Shujaaz is a multi-media platform that aims to help improve the lives and livelihoods of young people in East Africa. It was launched in Kenya in February 2010 and is written and presented in sheng (the contemporary slang language of Kenyan youth).

A second, stand-alone edition of Shujaaz was launched in Tanzania in February 2015.

Shujaaz (which means "Heroes" in Sheng) comprises free monthly comic books distributed nationally, syndicated daily FM radio programmes, national TV shows, social media, SMS and internet content. The central character behind all the Shujaaz media is an anonymous pirate radio DJ. He engages all the different media to share good ideas that young people are using to improve their lives, reporting on his own adventures and discoveries as well as those of his fans who include both regular star characters (Maria Kim, Charlie Pele and Malkia) and the young people who contact him to share their own ideas.

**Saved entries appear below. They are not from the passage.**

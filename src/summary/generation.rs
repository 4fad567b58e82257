//! Generation summary (`travis-yml generate --json`)

use chrono::{DateTime, Utc};
use serde::{Deserialize, Serialize};

use crate::config::ConfigSource;
use crate::generator::{Generation, Target};

/// Schema version of the generation summary
pub const GENERATION_SUMMARY_SCHEMA_VERSION: u32 = 1;

/// Schema identifier of the generation summary
pub const GENERATION_SUMMARY_SCHEMA_ID: &str = "travis-yml/generation_summary@1";

/// What a generation run did
#[derive(Debug, Clone, Serialize, Deserialize)]
pub struct GenerationSummary {
    pub schema_version: u32,

    pub schema_id: String,

    pub created_at: DateTime<Utc>,

    /// `core`, `plugin` or `tests-plugins`
    pub mode: String,

    /// Plugin name for plugin runs
    #[serde(skip_serializing_if = "Option::is_none")]
    pub plugin: Option<String>,

    /// Path the file was written to
    pub output_path: String,

    /// SHA-256 of the file that was merged with, if any
    #[serde(skip_serializing_if = "Option::is_none")]
    pub existing_digest: Option<String>,

    /// Sections kept from the existing file
    pub preserved_sections: Vec<String>,

    /// Unknown sections copied through
    pub passthrough_sections: Vec<String>,

    /// Extension fragments spliced in
    pub fragments: Vec<String>,

    pub config_sources: Vec<ConfigSource>,
}

impl GenerationSummary {
    pub fn from_generation(generation: &Generation) -> Self {
        let plugin = match &generation.target {
            Target::Plugin(name) => Some(name.clone()),
            _ => None,
        };

        Self {
            schema_version: GENERATION_SUMMARY_SCHEMA_VERSION,
            schema_id: GENERATION_SUMMARY_SCHEMA_ID.to_string(),
            created_at: Utc::now(),
            mode: generation.target.mode().to_string(),
            plugin,
            output_path: generation.write_path.display().to_string(),
            existing_digest: generation.existing_digest.clone(),
            preserved_sections: generation.rendered.preserved.clone(),
            passthrough_sections: generation.rendered.passthrough.clone(),
            fragments: generation.fragments.clone(),
            config_sources: generation.sources.clone(),
        }
    }

    /// One line per fact, for the terminal
    pub fn to_human(&self) -> String {
        let mut lines = vec![format!("Generated .travis.yml file at '{}'", self.output_path)];
        if self.existing_digest.is_none() {
            lines.push("  no existing file, all sections generated".to_string());
        }
        if !self.preserved_sections.is_empty() {
            lines.push(format!("  kept: {}", self.preserved_sections.join(", ")));
        }
        if !self.passthrough_sections.is_empty() {
            lines.push(format!("  passed through: {}", self.passthrough_sections.join(", ")));
        }
        if !self.fragments.is_empty() {
            lines.push(format!("  fragments: {}", self.fragments.join(", ")));
        }
        lines.join("\n")
    }

    pub fn to_json(&self) -> Result<String, serde_json::Error> {
        serde_json::to_string_pretty(self)
    }

    pub fn from_json(json: &str) -> Result<Self, serde_json::Error> {
        serde_json::from_str(json)
    }
}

After four years of media activities an independent national survey published in February 2014 found that Shujaaz had reached 69% of Kenyans aged 15–24.

Shujaaz has received two International Emmy Awards in 2012 and 2014 for its innovative multi-channel approach to story-telling and audience engagement, as well as an International Emmy Award nomination in 2013 for an associated spin-out story called JongoLove. Shujaaz and JongoLove have both received One World Media Awards in 2011 and 2013 respectively.

Shujaaz is supported by a range of commercial and development-focused organisations keen to nudge positive social change among young people in East Africa. It is produced in Nairobi & Dar es Salaam by Well Told Story, a media research and production organisation.